:: Data ::

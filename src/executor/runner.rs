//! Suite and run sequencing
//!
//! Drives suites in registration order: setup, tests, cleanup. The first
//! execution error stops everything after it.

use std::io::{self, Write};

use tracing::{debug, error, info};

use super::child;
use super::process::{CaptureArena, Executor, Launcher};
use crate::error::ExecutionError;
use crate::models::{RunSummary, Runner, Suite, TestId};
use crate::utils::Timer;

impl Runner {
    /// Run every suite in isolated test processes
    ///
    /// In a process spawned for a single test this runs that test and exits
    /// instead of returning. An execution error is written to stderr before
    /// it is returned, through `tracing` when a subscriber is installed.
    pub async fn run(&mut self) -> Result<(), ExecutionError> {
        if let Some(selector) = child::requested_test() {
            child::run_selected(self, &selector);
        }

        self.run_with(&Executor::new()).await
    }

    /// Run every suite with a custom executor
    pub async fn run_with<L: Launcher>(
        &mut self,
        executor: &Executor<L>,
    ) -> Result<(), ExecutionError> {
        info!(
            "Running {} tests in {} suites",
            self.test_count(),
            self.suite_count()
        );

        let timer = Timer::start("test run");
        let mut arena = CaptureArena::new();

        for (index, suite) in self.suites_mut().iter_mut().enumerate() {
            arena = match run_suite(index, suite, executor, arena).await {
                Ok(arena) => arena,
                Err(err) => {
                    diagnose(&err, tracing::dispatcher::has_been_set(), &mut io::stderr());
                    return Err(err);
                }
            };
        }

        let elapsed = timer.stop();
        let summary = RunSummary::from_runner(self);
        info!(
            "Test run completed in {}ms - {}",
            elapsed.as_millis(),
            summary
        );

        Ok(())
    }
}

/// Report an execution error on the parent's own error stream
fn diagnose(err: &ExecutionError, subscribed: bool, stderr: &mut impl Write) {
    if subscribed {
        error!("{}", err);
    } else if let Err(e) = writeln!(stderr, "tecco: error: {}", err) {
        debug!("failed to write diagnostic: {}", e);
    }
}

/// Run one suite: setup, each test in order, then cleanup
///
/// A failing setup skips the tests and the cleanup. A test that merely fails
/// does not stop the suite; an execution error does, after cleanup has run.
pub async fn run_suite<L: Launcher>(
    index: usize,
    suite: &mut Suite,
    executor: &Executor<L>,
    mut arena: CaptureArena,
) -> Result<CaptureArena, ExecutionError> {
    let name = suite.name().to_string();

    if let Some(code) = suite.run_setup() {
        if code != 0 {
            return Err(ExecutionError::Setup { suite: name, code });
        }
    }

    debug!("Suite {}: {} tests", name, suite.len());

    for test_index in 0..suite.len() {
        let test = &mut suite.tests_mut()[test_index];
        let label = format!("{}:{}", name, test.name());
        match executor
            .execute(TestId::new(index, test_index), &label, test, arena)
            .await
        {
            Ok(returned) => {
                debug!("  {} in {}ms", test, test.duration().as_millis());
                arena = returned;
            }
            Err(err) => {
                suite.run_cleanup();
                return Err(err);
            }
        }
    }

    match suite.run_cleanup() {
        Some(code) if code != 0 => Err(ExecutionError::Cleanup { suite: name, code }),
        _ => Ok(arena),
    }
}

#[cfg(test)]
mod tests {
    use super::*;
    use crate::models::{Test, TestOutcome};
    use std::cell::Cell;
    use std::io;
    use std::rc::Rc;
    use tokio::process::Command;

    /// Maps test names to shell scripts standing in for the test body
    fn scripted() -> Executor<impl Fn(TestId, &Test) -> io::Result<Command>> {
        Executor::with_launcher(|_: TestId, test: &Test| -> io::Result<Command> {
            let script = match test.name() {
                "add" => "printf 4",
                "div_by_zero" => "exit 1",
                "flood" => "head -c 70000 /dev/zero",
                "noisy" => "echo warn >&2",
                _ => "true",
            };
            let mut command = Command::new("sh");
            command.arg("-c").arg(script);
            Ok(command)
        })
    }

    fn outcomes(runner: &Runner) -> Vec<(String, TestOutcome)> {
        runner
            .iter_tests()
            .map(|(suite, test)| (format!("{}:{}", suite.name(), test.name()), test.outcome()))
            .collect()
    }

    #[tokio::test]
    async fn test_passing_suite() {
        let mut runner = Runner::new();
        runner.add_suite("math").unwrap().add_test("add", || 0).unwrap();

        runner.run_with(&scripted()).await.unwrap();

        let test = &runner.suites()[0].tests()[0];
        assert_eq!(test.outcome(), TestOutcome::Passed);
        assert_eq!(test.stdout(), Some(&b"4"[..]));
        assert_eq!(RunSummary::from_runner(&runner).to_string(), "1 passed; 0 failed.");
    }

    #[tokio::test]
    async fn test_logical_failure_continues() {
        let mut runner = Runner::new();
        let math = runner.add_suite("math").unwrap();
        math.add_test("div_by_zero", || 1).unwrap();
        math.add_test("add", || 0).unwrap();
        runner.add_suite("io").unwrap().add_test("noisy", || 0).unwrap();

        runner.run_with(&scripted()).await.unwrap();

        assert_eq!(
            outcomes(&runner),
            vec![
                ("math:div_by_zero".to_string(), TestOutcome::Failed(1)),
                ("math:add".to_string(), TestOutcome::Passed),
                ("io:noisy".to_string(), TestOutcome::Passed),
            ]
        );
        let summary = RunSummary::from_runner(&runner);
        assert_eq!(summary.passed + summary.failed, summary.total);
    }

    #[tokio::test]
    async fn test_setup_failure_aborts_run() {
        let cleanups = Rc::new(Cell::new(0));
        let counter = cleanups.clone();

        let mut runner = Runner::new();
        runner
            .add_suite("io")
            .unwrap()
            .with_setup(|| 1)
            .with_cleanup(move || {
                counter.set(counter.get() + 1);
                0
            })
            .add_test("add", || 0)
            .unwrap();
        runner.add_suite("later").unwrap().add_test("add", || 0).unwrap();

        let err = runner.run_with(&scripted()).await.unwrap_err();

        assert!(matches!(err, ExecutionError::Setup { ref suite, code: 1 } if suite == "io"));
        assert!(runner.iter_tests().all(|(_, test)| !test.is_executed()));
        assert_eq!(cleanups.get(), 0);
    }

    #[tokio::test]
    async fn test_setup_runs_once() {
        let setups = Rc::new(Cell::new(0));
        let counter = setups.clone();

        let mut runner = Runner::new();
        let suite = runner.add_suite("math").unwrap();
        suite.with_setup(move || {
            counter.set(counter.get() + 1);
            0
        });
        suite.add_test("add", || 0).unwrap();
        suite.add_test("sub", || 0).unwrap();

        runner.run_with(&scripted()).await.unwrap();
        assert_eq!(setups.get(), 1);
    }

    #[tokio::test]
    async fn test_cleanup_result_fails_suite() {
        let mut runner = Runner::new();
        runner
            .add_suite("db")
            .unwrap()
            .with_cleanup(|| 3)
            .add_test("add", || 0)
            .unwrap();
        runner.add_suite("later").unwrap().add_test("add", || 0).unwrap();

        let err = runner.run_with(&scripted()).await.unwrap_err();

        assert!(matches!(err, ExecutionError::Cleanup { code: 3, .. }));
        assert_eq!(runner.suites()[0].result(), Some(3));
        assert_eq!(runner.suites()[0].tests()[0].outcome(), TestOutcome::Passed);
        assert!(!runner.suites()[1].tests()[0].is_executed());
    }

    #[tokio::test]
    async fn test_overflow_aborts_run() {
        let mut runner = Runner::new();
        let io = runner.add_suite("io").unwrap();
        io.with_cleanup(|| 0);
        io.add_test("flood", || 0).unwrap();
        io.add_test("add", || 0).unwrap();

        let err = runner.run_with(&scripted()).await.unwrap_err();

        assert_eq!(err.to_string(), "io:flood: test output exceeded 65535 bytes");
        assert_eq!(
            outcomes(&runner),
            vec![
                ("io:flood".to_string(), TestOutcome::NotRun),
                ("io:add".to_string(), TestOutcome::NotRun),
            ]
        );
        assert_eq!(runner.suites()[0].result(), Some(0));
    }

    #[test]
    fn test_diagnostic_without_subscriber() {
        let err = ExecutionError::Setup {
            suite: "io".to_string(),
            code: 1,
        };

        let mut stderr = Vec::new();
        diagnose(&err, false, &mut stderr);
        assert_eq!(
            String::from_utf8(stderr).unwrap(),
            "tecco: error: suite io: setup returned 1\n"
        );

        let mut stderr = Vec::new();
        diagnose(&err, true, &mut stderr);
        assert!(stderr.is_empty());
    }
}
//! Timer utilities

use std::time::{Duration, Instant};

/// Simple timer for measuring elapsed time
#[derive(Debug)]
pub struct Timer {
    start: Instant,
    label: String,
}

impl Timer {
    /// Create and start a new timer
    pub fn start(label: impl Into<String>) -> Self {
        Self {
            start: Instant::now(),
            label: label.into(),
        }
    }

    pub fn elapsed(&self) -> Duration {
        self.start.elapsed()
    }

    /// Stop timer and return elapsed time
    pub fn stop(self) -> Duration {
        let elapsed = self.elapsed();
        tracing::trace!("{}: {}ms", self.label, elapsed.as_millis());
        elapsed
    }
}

:: Required action ::
Lines containing the word "Instant" must all be returned from the material above.

:: Answer section ::
use std::time::{Duration, Instant};
    start: Instant,
            start: Instant::now(),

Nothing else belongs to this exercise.